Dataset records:

◆ ◆ ◆ ◆ ◆ ◆ ◆

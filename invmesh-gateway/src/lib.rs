//! # invmesh Gateway
//!
//! HTTP front door of an invmesh deployment. Clients POST JSON-RPC requests
//! whose method reads `<service>.<endpoint>`; the gateway forwards each call
//! to the inverted JSON-RPC broker at `<broker>/<service>`, where a worker
//! polling for that service picks it up.
//!
//! ## How It Works
//!
//! ```text
//! Client -> HTTP -> Gateway -> Broker <- poll <- Microservice
//!                                 |                  |
//!                       reply  <- Broker <- next poll carries the reply
//! ```
//!
//! Routing errors and forwarding failures are answered in-band with an
//! `error` member and HTTP 200. Only unreadable bodies and handler panics
//! reach the HTTP error handler ([`GatewayError`]).
//!
//! ## Usage
//!
//! ```rust,no_run
//! use invmesh_gateway::{serve, shutdown_signal, Gateway, GatewayConfig};
//!
//! #[tokio::main]
//! async fn main() -> anyhow::Result<()> {
//!     let gateway = Gateway::builder(GatewayConfig::default())
//!         .service("users")
//!         .service("billing")
//!         .build()?;
//!
//!     serve(gateway, shutdown_signal()).await
//! }
//! ```

pub mod config;
pub mod error;
pub mod registry;
pub mod router;
pub mod server;

pub use config::{GatewayConfig, GatewayOptions};
pub use error::{GatewayError, GatewayFault};
pub use registry::{handler_fn, ForwardingHandler, Inbound, Reply, ServiceHandler, ServiceRegistry};
pub use router::{Gateway, GatewayBuilder};
pub use server::{serve, shutdown_signal};
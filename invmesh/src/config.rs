use config::{Config, File};
use serde::de::DeserializeOwned;
use serde::{Deserialize, Serialize};
use std::time::Duration;

use crate::error::Result;

/// Default broker address for both peers
pub const DEFAULT_BROKER: &str = "http://localhost:8001";

/// Deployment environment tag. Anything other than `production` exposes
/// diagnostic fields on error responses.
#[derive(Debug, Clone, PartialEq, Eq, Serialize, Deserialize)]
#[serde(transparent)]
pub struct Environment(String);

impl Environment {
    pub fn production() -> Self {
        Self("production".to_string())
    }

    pub fn development() -> Self {
        Self("development".to_string())
    }

    /// Whether diagnostics must be hidden from error replies
    pub fn is_production(&self) -> bool {
        self.0 == "production"
    }

    pub fn as_str(&self) -> &str {
        &self.0
    }
}

impl From<&str> for Environment {
    fn from(value: &str) -> Self {
        Self(value.to_string())
    }
}

impl From<String> for Environment {
    fn from(value: String) -> Self {
        Self(value)
    }
}

impl std::fmt::Display for Environment {
    fn fmt(&self, f: &mut std::fmt::Formatter<'_>) -> std::fmt::Result {
        f.write_str(&self.0)
    }
}

/// Read a partial options struct from an optional `<file>.toml` (or any
/// format the `config` crate recognises) and `<PREFIX>_*` environment
/// variables. Nested keys use `__` as separator.
pub fn load_options<T: DeserializeOwned>(file: &str, env_prefix: &str) -> Result<T> {
    let settings = Config::builder()
        .add_source(File::with_name(file).required(false))
        .add_source(
            config::Environment::with_prefix(env_prefix)
                .separator("__")
                .try_parsing(true),
        )
        .build()?;

    Ok(settings.try_deserialize()?)
}

/// Worker configuration with documented defaults
#[derive(Debug, Clone)]
pub struct MicroserviceConfig {
    /// Worker name, also the broker path the worker polls
    pub name: String,
    /// Version reported at startup. Default `1.0.0`
    pub version: String,
    /// Default `production`
    pub env: Environment,
    /// Broker address, optionally a `.srv` discovery name. Default `http://localhost:8001`
    pub broker: String,
    /// Timeout for outbound sub-calls. Default 5 minutes
    pub request_timeout: Duration,
    /// Timeout for a single poll. Default none, polls block until the broker has work
    pub poll_timeout: Option<Duration>,
}

impl MicroserviceConfig {
    /// Defaults for a worker called `name`
    pub fn new(name: impl Into<String>) -> Self {
        Self {
            name: name.into(),
            version: "1.0.0".to_string(),
            env: Environment::production(),
            broker: DEFAULT_BROKER.to_string(),
            request_timeout: Duration::from_secs(5 * 60),
            poll_timeout: None,
        }
    }

    /// Apply every field set in `options`, keeping the current value otherwise
    pub fn merge(mut self, options: MicroserviceOptions) -> Self {
        if let Some(name) = options.name {
            self.name = name;
        }
        if let Some(version) = options.version {
            self.version = version;
        }
        if let Some(env) = options.env {
            self.env = env.into();
        }
        if let Some(broker) = options.broker {
            self.broker = broker;
        }
        if let Some(ms) = options.request_timeout_ms {
            self.request_timeout = Duration::from_millis(ms);
        }
        if let Some(ms) = options.poll_timeout_ms {
            self.poll_timeout = Some(Duration::from_millis(ms));
        }
        self
    }

    /// Defaults overridden by `microservice.toml` and `INVMESH_SERVICE_*` variables
    pub fn load(name: impl Into<String>) -> Result<Self> {
        let options: MicroserviceOptions = load_options("microservice", "INVMESH_SERVICE")?;
        Ok(Self::new(name).merge(options))
    }
}

/// Partial worker configuration, every field optional
#[derive(Debug, Clone, Default, Deserialize)]
pub struct MicroserviceOptions {
    pub name: Option<String>,
    pub version: Option<String>,
    pub env: Option<String>,
    pub broker: Option<String>,
    pub request_timeout_ms: Option<u64>,
    pub poll_timeout_ms: Option<u64>,
}
//! Pending billable expense report.
//!
//! A stateless query/group/sort/format routine over billable expenses: one
//! summary row per customer with outstanding expenses, detail rows beneath
//! it, and a grand total. Rendering is the shell's concern; this crate only
//! produces the ordered row list.

pub mod line;
pub mod report;

pub use line::{Column, ColumnValue, ReportLine, ReportOptions, RowAction};
pub use report::{
    DocumentKind, OpenAction, PendingExpenseReport, SUMMARY_ROW_PREFIX, TOTAL_ROW_ID, ViewMode,
};
//! `rebill-core` — domain foundation building blocks.
//!
//! This crate contains **pure domain** primitives (no infrastructure concerns).

pub mod context;
pub mod error;
pub mod id;
pub mod money;
pub mod patch;

pub use context::CompanyContext;
pub use error::{DomainError, DomainResult};
pub use id::{CompanyId, RecordId, UserId};
pub use money::{Currency, Money, format_amount};
pub use patch::Patch;
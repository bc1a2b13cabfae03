use criterion::{BenchmarkId, Criterion, Throughput, black_box, criterion_group, criterion_main};

use std::sync::Arc;

use rebill_core::{CompanyContext, CompanyId, Currency, Money, RecordId, UserId};
use rebill_expenses::{BillableExpense, ExpenseId, ExpenseRepository};
use rebill_ledger::{Party, PartyId, PartyKind};
use rebill_report::{PendingExpenseReport, ReportOptions};
use rebill_store::InMemoryDatabase;

fn seed_report(
    customers: usize,
    expenses_per_customer: usize,
) -> (
    PendingExpenseReport<Arc<InMemoryDatabase>, Arc<InMemoryDatabase>>,
    String,
) {
    let db = Arc::new(InMemoryDatabase::new());
    let company_id = CompanyId::new();
    let context = CompanyContext::new(company_id, UserId::new(), Currency::USD);

    let mut focus_id = String::new();
    for customer in 0..customers {
        let customer_id = PartyId::new(RecordId::new());
        db.insert_party(
            company_id,
            Party::new(
                customer_id,
                format!("Customer {customer:04}"),
                PartyKind::Customer,
            ),
        );
        if customer == 0 {
            focus_id = format!("partner_{customer_id}");
        }
        for expense in 0..expenses_per_customer {
            db.upsert(
                company_id,
                BillableExpense {
                    id: ExpenseId::new(RecordId::new()),
                    bill_id: None,
                    bill_line_id: None,
                    description: format!("Expense {expense}"),
                    amount: Money::from_minor_units(1000 + expense as i64, Currency::USD),
                    bill_date: None,
                    customer_id: Some(customer_id),
                    invoice_line_id: None,
                    is_outstanding: true,
                    source_document: String::new(),
                    supplier_id: None,
                },
            );
        }
    }

    (PendingExpenseReport::new(db.clone(), db, context), focus_id)
}

fn bench_build_report(c: &mut Criterion) {
    let mut group = c.benchmark_group("build_report");
    for customers in [10usize, 100, 500] {
        let (report, _) = seed_report(customers, 10);
        let options = ReportOptions::default();
        group.throughput(Throughput::Elements(customers as u64));
        group.bench_with_input(
            BenchmarkId::from_parameter(customers),
            &customers,
            |b, _| {
                b.iter(|| black_box(report.build_report(&options, None).unwrap()));
            },
        );
    }
    group.finish();
}

fn bench_focused_build(c: &mut Criterion) {
    let (report, focus_id) = seed_report(500, 10);
    let options = ReportOptions::default();
    c.bench_function("build_report_focused", |b| {
        b.iter(|| black_box(report.build_report(&options, Some(&focus_id)).unwrap()));
    });
}

criterion_group!(benches, bench_build_report, bench_focused_build);
criterion_main!(benches);
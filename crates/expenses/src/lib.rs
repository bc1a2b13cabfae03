//! Billable expenses: supplier bill lines to be re-billed to a customer.
//!
//! The record itself, its derived fields, and the write path that appends an
//! audit message when the assigned customer changes. Reads and writes go
//! through the collaborator traits in [`service`]; persistence atomicity is
//! the store's concern, not this crate's.

pub mod expense;
pub mod message;
pub mod service;

pub use expense::{
    BillableExpense, ExpenseChanges, ExpenseId, outstanding_state, source_document, supplier_of,
};
pub use message::{MessageCategory, build_reassignment_message};
pub use service::{ActivityLog, DocumentDirectory, ExpenseRepository, Expenses};
//! Tracing/logging initialization.

use tracing_subscriber::EnvFilter;

/// Fallback directive when `RUST_LOG` is unset: quiet infrastructure, debug
/// detail for the expense core itself.
const DEFAULT_FILTER: &str = "info,rebill_expenses=debug,rebill_report=debug";

/// Initialize tracing/logging for the process.
///
/// Safe to call multiple times (subsequent calls are no-ops).
pub fn init() {
    init_with_filter(DEFAULT_FILTER);
}

/// Initialize with an explicit fallback filter (tests, embedders).
///
/// `RUST_LOG` still wins when set.
pub fn init_with_filter(fallback: &str) {
    let filter = EnvFilter::try_from_default_env().unwrap_or_else(|_| EnvFilter::new(fallback));

    // JSON logs + timestamps.
    let _ = tracing_subscriber::fmt()
        .with_env_filter(filter)
        .json()
        .with_timer(tracing_subscriber::fmt::time::SystemTime)
        .with_target(false)
        .try_init();
}
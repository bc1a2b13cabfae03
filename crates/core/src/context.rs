//! Acting-session context.

use serde::{Deserialize, Serialize};

use crate::id::{CompanyId, UserId};
use crate::money::Currency;

/// The company and user a request acts under.
///
/// Mirrors what the surrounding platform reads from the session. The acting
/// company's currency is the one used for audit-message amounts.
#[derive(Debug, Copy, Clone, PartialEq, Eq, Serialize, Deserialize)]
pub struct CompanyContext {
    pub company_id: CompanyId,
    pub user_id: UserId,
    /// The acting company's currency.
    pub currency: Currency,
}

impl CompanyContext {
    pub fn new(company_id: CompanyId, user_id: UserId, currency: Currency) -> Self {
        Self {
            company_id,
            user_id,
            currency,
        }
    }
}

◆ ◆ ◆ ◆ ◆ ◆ ◆

> _Prompt_
Among the records, find the lines that contain "UserId" and copy each of them.

> _Your solution_
pub use id::{CompanyId, RecordId, UserId};
use rebill_core::{CompanyContext, CompanyId, Currency, Money, RecordId, UserId};
    let context = CompanyContext::new(company_id, UserId::new(), Currency::USD);
use crate::id::{CompanyId, UserId};
    pub user_id: UserId,
    pub fn new(company_id: CompanyId, user_id: UserId, currency: Currency) -> Self {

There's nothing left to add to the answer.